##### EXTRACTED MATERIAL #####

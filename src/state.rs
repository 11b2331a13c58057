//! Widget view state and its reducer.
//!
//! [`ViewState`] is an immutable record. Every change, whether a user
//! interaction or an asynchronous completion, arrives as an [`Action`] and
//! goes through [`ViewState::reduce`], which returns the next state plus
//! the [`Effect`]s the runtime must perform. Nothing else mutates state.
//!
//! Requests are tagged with a [`Ticket`]: a per-role sequence number
//! (structure loads and detail fetches each have their own). A completion
//! carrying anything but the latest ticket of its role is discarded, so
//! only the most recently issued request can change what is shown.

use crate::engine::SceneSummary;
use crate::options::RenderMode;

/// Sequence number of an asynchronous request.
pub type Ticket = u64;

/// Caller-supplied inputs of the widget.
#[derive(Debug, Clone, PartialEq, Eq)]
pub struct Props {
    /// Gene identifier to resolve.
    pub gene_id: String,
    /// Gene lookup service root.
    pub service_url: String,
    /// Inert mode: never touch the network.
    pub testing: bool,
}

/// State of the structure viewer pane.
#[derive(Debug, Clone, Default, PartialEq)]
pub struct StructureView {
    /// False exactly while a download or build is in flight.
    pub ready: bool,
    /// Identifier of the structure being shown or loaded.
    pub id: Option<String>,
    /// Digest of the scene on the surface.
    pub summary: Option<SceneSummary>,
    /// Recoverable load failure.
    pub error: Option<String>,
}

/// Details of the selected structure.
#[derive(Debug, Clone, Default, PartialEq, Eq)]
pub struct DetailInfo {
    /// Deposited title; empty until fetched.
    pub title: String,
    /// Whether a fetch is in flight.
    pub loading: bool,
    /// Recoverable fetch failure.
    pub error: Option<String>,
}

/// Everything that can happen to the widget.
#[derive(Debug, Clone, PartialEq)]
pub enum Action {
    /// Widget attached; starts resolution unless inert.
    Mount,
    /// Resolution finished with the ordered candidate list.
    ResolveSucceeded(Vec<String>),
    /// Resolution failed; carries the user-facing message.
    ResolveFailed(String),
    /// User picked entry `index` of the filtered list.
    Select(usize),
    /// User picked a render mode.
    ChangeRenderMode(RenderMode),
    /// User typed into the search box.
    Search(String),
    /// Structure download finished.
    StructureDownloaded {
        /// Ticket of the load request.
        ticket: Ticket,
        /// File text, or the failure message.
        result: Result<String, String>,
    },
    /// Engine finished building the scene.
    LoadFinished {
        /// Ticket of the load request.
        ticket: Ticket,
        /// Scene digest, or the failure message.
        result: Result<SceneSummary, String>,
    },
    /// Detail fetch finished.
    DetailFetched {
        /// Ticket of the detail request.
        ticket: Ticket,
        /// Title, or the failure message.
        result: Result<String, String>,
    },
    /// User asked to reload the selected structure.
    RetryStructure,
    /// User asked to refetch the selected structure's details.
    RetryDetail,
}

/// Work the runtime performs on behalf of the reducer.
#[derive(Debug, Clone, PartialEq)]
pub enum Effect {
    /// Resolve candidates for a gene.
    Resolve {
        /// Gene identifier.
        gene_id: String,
        /// Gene lookup service root.
        service_url: String,
    },
    /// Clear the rendered scene synchronously.
    TeardownScene,
    /// Download a structure file.
    LoadStructure {
        /// Request ticket.
        ticket: Ticket,
        /// Structure identifier.
        id: String,
        /// Mode the structure will be rendered in.
        mode: RenderMode,
    },
    /// Tear down and build the scene from a downloaded file.
    PresentStructure {
        /// Request ticket.
        ticket: Ticket,
        /// Structure identifier.
        id: String,
        /// Render mode.
        mode: RenderMode,
        /// File text.
        payload: String,
    },
    /// Fetch the title of a structure.
    FetchDetail {
        /// Request ticket.
        ticket: Ticket,
        /// Structure identifier.
        id: String,
    },
}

#####

* [WHAT TO WORK ON]:
Give every line of the listing again. Keep each one exact.

* [RESPONSE TO THIS EXERCISE]:
filename src/state.rs
repository 11b2331a13c58057
//! Widget view state and its reducer.
//!
//! [`ViewState`] is an immutable record. Every change, whether a user
//! interaction or an asynchronous completion, arrives as an [`Action`] and
//! goes through [`ViewState::reduce`], which returns the next state plus
//! the [`Effect`]s the runtime must perform. Nothing else mutates state.
//!
//! Requests are tagged with a [`Ticket`]: a per-role sequence number
//! (structure loads and detail fetches each have their own). A completion
//! carrying anything but the latest ticket of its role is discarded, so
//! only the most recently issued request can change what is shown.

use crate::engine::SceneSummary;
use crate::options::RenderMode;

/// Sequence number of an asynchronous request.
pub type Ticket = u64;

/// Caller-supplied inputs of the widget.
#[derive(Debug, Clone, PartialEq, Eq)]
pub struct Props {
    /// Gene identifier to resolve.
    pub gene_id: String,
    /// Gene lookup service root.
    pub service_url: String,
    /// Inert mode: never touch the network.
    pub testing: bool,
}

/// State of the structure viewer pane.
#[derive(Debug, Clone, Default, PartialEq)]
pub struct StructureView {
    /// False exactly while a download or build is in flight.
    pub ready: bool,
    /// Identifier of the structure being shown or loaded.
    pub id: Option<String>,
    /// Digest of the scene on the surface.
    pub summary: Option<SceneSummary>,
    /// Recoverable load failure.
    pub error: Option<String>,
}

/// Details of the selected structure.
#[derive(Debug, Clone, Default, PartialEq, Eq)]
pub struct DetailInfo {
    /// Deposited title; empty until fetched.
    pub title: String,
    /// Whether a fetch is in flight.
    pub loading: bool,
    /// Recoverable fetch failure.
    pub error: Option<String>,
}

/// Everything that can happen to the widget.
#[derive(Debug, Clone, PartialEq)]
pub enum Action {
    /// Widget attached; starts resolution unless inert.
    Mount,
    /// Resolution finished with the ordered candidate list.
    ResolveSucceeded(Vec<String>),
    /// Resolution failed; carries the user-facing message.
    ResolveFailed(String),
    /// User picked entry `index` of the filtered list.
    Select(usize),
    /// User picked a render mode.
    ChangeRenderMode(RenderMode),
    /// User typed into the search box.
    Search(String),
    /// Structure download finished.
    StructureDownloaded {
        /// Ticket of the load request.
        ticket: Ticket,
        /// File text, or the failure message.
        result: Result<String, String>,
    },
    /// Engine finished building the scene.
    LoadFinished {
        /// Ticket of the load request.
        ticket: Ticket,
        /// Scene digest, or the failure message.
        result: Result<SceneSummary, String>,
    },
    /// Detail fetch finished.
    DetailFetched {
        /// Ticket of the detail request.
        ticket: Ticket,
        /// Title, or the failure message.
        result: Result<String, String>,
    },
    /// User asked to reload the selected structure.
    RetryStructure,
    /// User asked to refetch the selected structure's details.
    RetryDetail,
}

/// Work the runtime performs on behalf of the reducer.
#[derive(Debug, Clone, PartialEq)]
pub enum Effect {
    /// Resolve candidates for a gene.
    Resolve {
        /// Gene identifier.
        gene_id: String,
        /// Gene lookup service root.
        service_url: String,
    },
    /// Clear the rendered scene synchronously.
    TeardownScene,
    /// Download a structure file.
    LoadStructure {
        /// Request ticket.
        ticket: Ticket,
        /// Structure identifier.
        id: String,
        /// Mode the structure will be rendered in.
        mode: RenderMode,
    },
    /// Tear down and build the scene from a downloaded file.
    PresentStructure {
        /// Request ticket.
        ticket: Ticket,
        /// Structure identifier.
        id: String,
        /// Render mode.
        mode: RenderMode,
        /// File text.
        payload: String,
    },
    /// Fetch the title of a structure.
    FetchDetail {
        /// Request ticket.
        ticket: Ticket,
        /// Structure identifier.
        id: String,
    },
}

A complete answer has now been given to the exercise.